Missing in action: Kerry's complete strategy for Iraq
It all sounds so good and plausible and logical. Democratic presidential candidate John Kerry, so say his advisers, didn't dwell much on his plans for Iraq at last month's convention — a turn-away-and-you-miss-them 55 words or so in a 45-minute speech — for good reason. The nation, they say, needed to get acquainted with him as a person. So it was more about biography: presenting the Vietnam War hero, the man who would transfer his courage under fire to the tough role of commander in chief.
That is the norm for conventions. But take a trip to
www.johnkerry.com, Kerry's campaign Web site, and just what a President Kerry might do in Iraq remains elusive.
The reasons have partly to do with the politics of the Democratic Party, which is torn between the many who opposed the war in the first place and the few, like Kerry himself, who supported it.

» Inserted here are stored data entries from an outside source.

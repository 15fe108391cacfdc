//! Configuration loading for the flashcard trainer.
//!
//! Configuration follows a precedence chain:
//! 1. Command-line flags (highest priority, applied by the binary)
//! 2. Environment variables
//! 3. An explicit `--config` file
//! 4. Project config (`.flashcards/config.toml`)
//! 5. User config (`~/.flashcards/config.toml`)
//! 6. Defaults (lowest priority)
//!
//! All configuration is optional. A config file that fails to parse is
//! reported and ignored.

use serde::{Deserialize, Serialize};
use std::env;
use std::path::{Path, PathBuf};

use crate::error::{FailOpen, Result};
use crate::util::read_to_string_limited;

/// Name of the per-project and per-user config directory.
pub const CONFIG_DIR_NAME: &str = ".flashcards";

/// Main configuration struct.
#[derive(Debug, Clone, Default, Serialize, Deserialize, PartialEq)]
#[serde(default)]
pub struct Config {
    /// Card files used at startup and exit.
    pub files: FilesConfig,
    /// Quiz behavior.
    pub quiz: QuizConfig,
}

/// Card files used at startup and exit.
#[derive(Debug, Clone, Default, Serialize, Deserialize, PartialEq)]
#[serde(default)]
pub struct FilesConfig {
    /// Cards to import before the first prompt.
    pub import_from: Option<PathBuf>,
    /// Where to export cards on exit.
    pub export_to: Option<PathBuf>,
}

/// Quiz behavior.
#[derive(Debug, Clone, Default, Serialize, Deserialize, PartialEq)]
#[serde(default)]
pub struct QuizConfig {
    /// Fixed seed for question selection. Random when unset.
    pub seed: Option<u64>,
}

impl Config {
    /// Load configuration for `cwd`, with an optional explicit config file.
    pub fn load_with(cwd: &Path, explicit: Option<&Path>) -> Self {
        let mut config = Config::default();

        if let Some(user_config) = Self::load_user_config() {
            config = config.merge(user_config);
        }

        if let Some(project_config) = Self::load_project_config(cwd) {
            config = config.merge(project_config);
        }

        // Implicit layers may be absent; an explicit file that fails is logged.
        if let Some(path) = explicit {
            let explicit_config = Self::load_from_file(path)
                .fail_open_default(&format!("loading config {}", path.display()));
            config = config.merge(explicit_config);
        }

        config.apply_env_overrides();

        config
    }

    /// Load user config from `<home>/config.toml`.
    fn load_user_config() -> Option<Config> {
        let path = flashcards_home()?.join("config.toml");
        Self::load_from_file(&path).ok()
    }

    /// Load project config from `.flashcards/config.toml` in the given directory.
    fn load_project_config(cwd: &Path) -> Option<Config> {
        Self::load_from_file(&project_config_path(cwd)).ok()
    }

    /// Load config from a specific file path.
    pub fn load_from_file(path: &Path) -> Result<Config> {
        let content = read_to_string_limited(path)?;
        Ok(toml::from_str(&content)?)
    }

    /// Apply environment variable overrides.
    fn apply_env_overrides(&mut self) {
        // FLASHCARDS_IMPORT_FROM
        if let Ok(val) = env::var("FLASHCARDS_IMPORT_FROM") {
            if val.is_empty() {
                tracing::warn!("FLASHCARDS_IMPORT_FROM is empty, ignoring");
            } else {
                self.files.import_from = Some(PathBuf::from(val));
            }
        }

        // FLASHCARDS_EXPORT_TO
        if let Ok(val) = env::var("FLASHCARDS_EXPORT_TO") {
            if val.is_empty() {
                tracing::warn!("FLASHCARDS_EXPORT_TO is empty, ignoring");
            } else {
                self.files.export_to = Some(PathBuf::from(val));
            }
        }

        // FLASHCARDS_SEED
        if let Ok(val) = env::var("FLASHCARDS_SEED") {
            match val.parse::<u64>() {
                Ok(n) => self.quiz.seed = Some(n),
                Err(_) => eprintln!(
                    "Warning: Invalid FLASHCARDS_SEED value '{}'. \
                    Expected a non-negative integer. Ignoring it.",
                    val
                ),
            }
        }
    }

    /// Merge another config into this one.
    ///
    /// Every field set in `other` wins; unset fields keep the value from
    /// `self`. Because all fields are optional, a layer only needs to list
    /// what it changes.
    fn merge(mut self, other: Config) -> Self {
        if other.files.import_from.is_some() {
            self.files.import_from = other.files.import_from;
        }
        if other.files.export_to.is_some() {
            self.files.export_to = other.files.export_to;
        }
        if other.quiz.seed.is_some() {
            self.quiz.seed = other.quiz.seed;
        }
        self
    }

    /// Apply command-line flags on top of the loaded config.
    pub fn with_overrides(
        self,
        import_from: Option<PathBuf>,
        export_to: Option<PathBuf>,
        seed: Option<u64>,
    ) -> Self {
        self.merge(Config {
            files: FilesConfig {
                import_from,
                export_to,
            },
            quiz: QuizConfig { seed },
        })
    }
}

/// Get the flashcards home directory.
///
/// Checks the `FLASHCARDS_HOME` environment variable first, then falls back
/// to `~/.flashcards`. An empty `FLASHCARDS_HOME` is ignored.
pub fn flashcards_home() -> Option<PathBuf> {
    if let Ok(home) = env::var("FLASHCARDS_HOME") {
        if home.is_empty() {
            tracing::warn!("FLASHCARDS_HOME is empty, using default");
        } else {
            let path = PathBuf::from(&home);
            if path.is_absolute() {
                return Some(path);
            }
            if let Ok(canonical) = path.canonicalize() {
                return Some(canonical);
            }
            tracing::warn!("FLASHCARDS_HOME is relative and doesn't exist, using as-is");
            return Some(path);
        }
    }

    dirs::home_dir().map(|home| home.join(CONFIG_DIR_NAME))
}

/// Get the project config path for a working directory.
///
/// Returns `<cwd>/.flashcards/config.toml`.
pub fn project_config_path(cwd: &Path) -> PathBuf {
    cwd.join(CONFIG_DIR_NAME).join("config.toml")
}

/// Get the crash log path.
///
/// Returns `<home>/crash.log`.
pub fn crash_log_path() -> Option<PathBuf> {
    flashcards_home().map(|h| h.join("crash.log"))
}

But the result is that with the election just three months away, Kerry has done little to separate his views from those of President Bush.
Both want more international military and financial help, a stable and relatively democratic government, an intensive training of Iraqi security forces and a gradual drawdown of U.S. troops. But who wouldn't? The question is how to get there.
Kerry's main difference with Bush, and one he underscores, is that he would be better able to get other countries to help by returning to a more traditional inclusiveness. Involving allies heavily in everything from reconstruction to discussions on Iraq's future, Kerry says, is the way to bring more international troops to Iraq, lessen anti-U.S. hostility and start bringing U.S. troops home.
Kerry might, indeed, be better received than Bush, who has angered allies by trying to dictate policies from Iraq to global warming. But help in Iraq isn't likely to be on the way anytime soon — at least not in numbers that would change the U.S. burden.
Since the Cold War, Europe has slashed defense budgets, and NATO already is stretched thin stabilizing Afghanistan. Even if more forces were found, the question remains: How would their inevitably small numbers change the role of the 140,000 U.S. troops already there?
Kerry suggests that they might be used to train Iraqi troops and patrol Iraq's borders, but that, presumably, would leave the U.S. to fight the insurgency until an Iraqi force could manage on its own.
Nor are Muslim forces the answer. They could even exacerbate the problem. Workers from Muslim countries are already being targeted by hostage-takers.
Politically, the war's unpopularity in both Europe and the Muslim world gives their leaders powerful political incentives to stay out. Kerry suggests that sharing economic opportunities, such as oil contracts, would bring others in. But so far, the insurgency is driving companies away, even those from areas eager to share in the contracts, such as Turkey.
Bush faces the same issues, of course, but he is forced to defend his actions frequently. Challengers prefer to camp out in the chorus of critics and offer generalized solutions.
Thirty-six years ago, Republican candidate Richard Nixon made a similar pitch for ending the Vietnam War: He slammed the Democrats as incompetent, called on allies to bear more of the burden and suggested that he had a plan to end the war that he couldn't disclose until he was in office.
Four years later, he still had no answer.
Iraq isn't Vietnam, and Kerry's plan isn't quite as opaque as Nixon's, but the historical echoes are strong enough to suggest that if Kerry has a credible proposal for Iraq, he needs to fill in the blanks.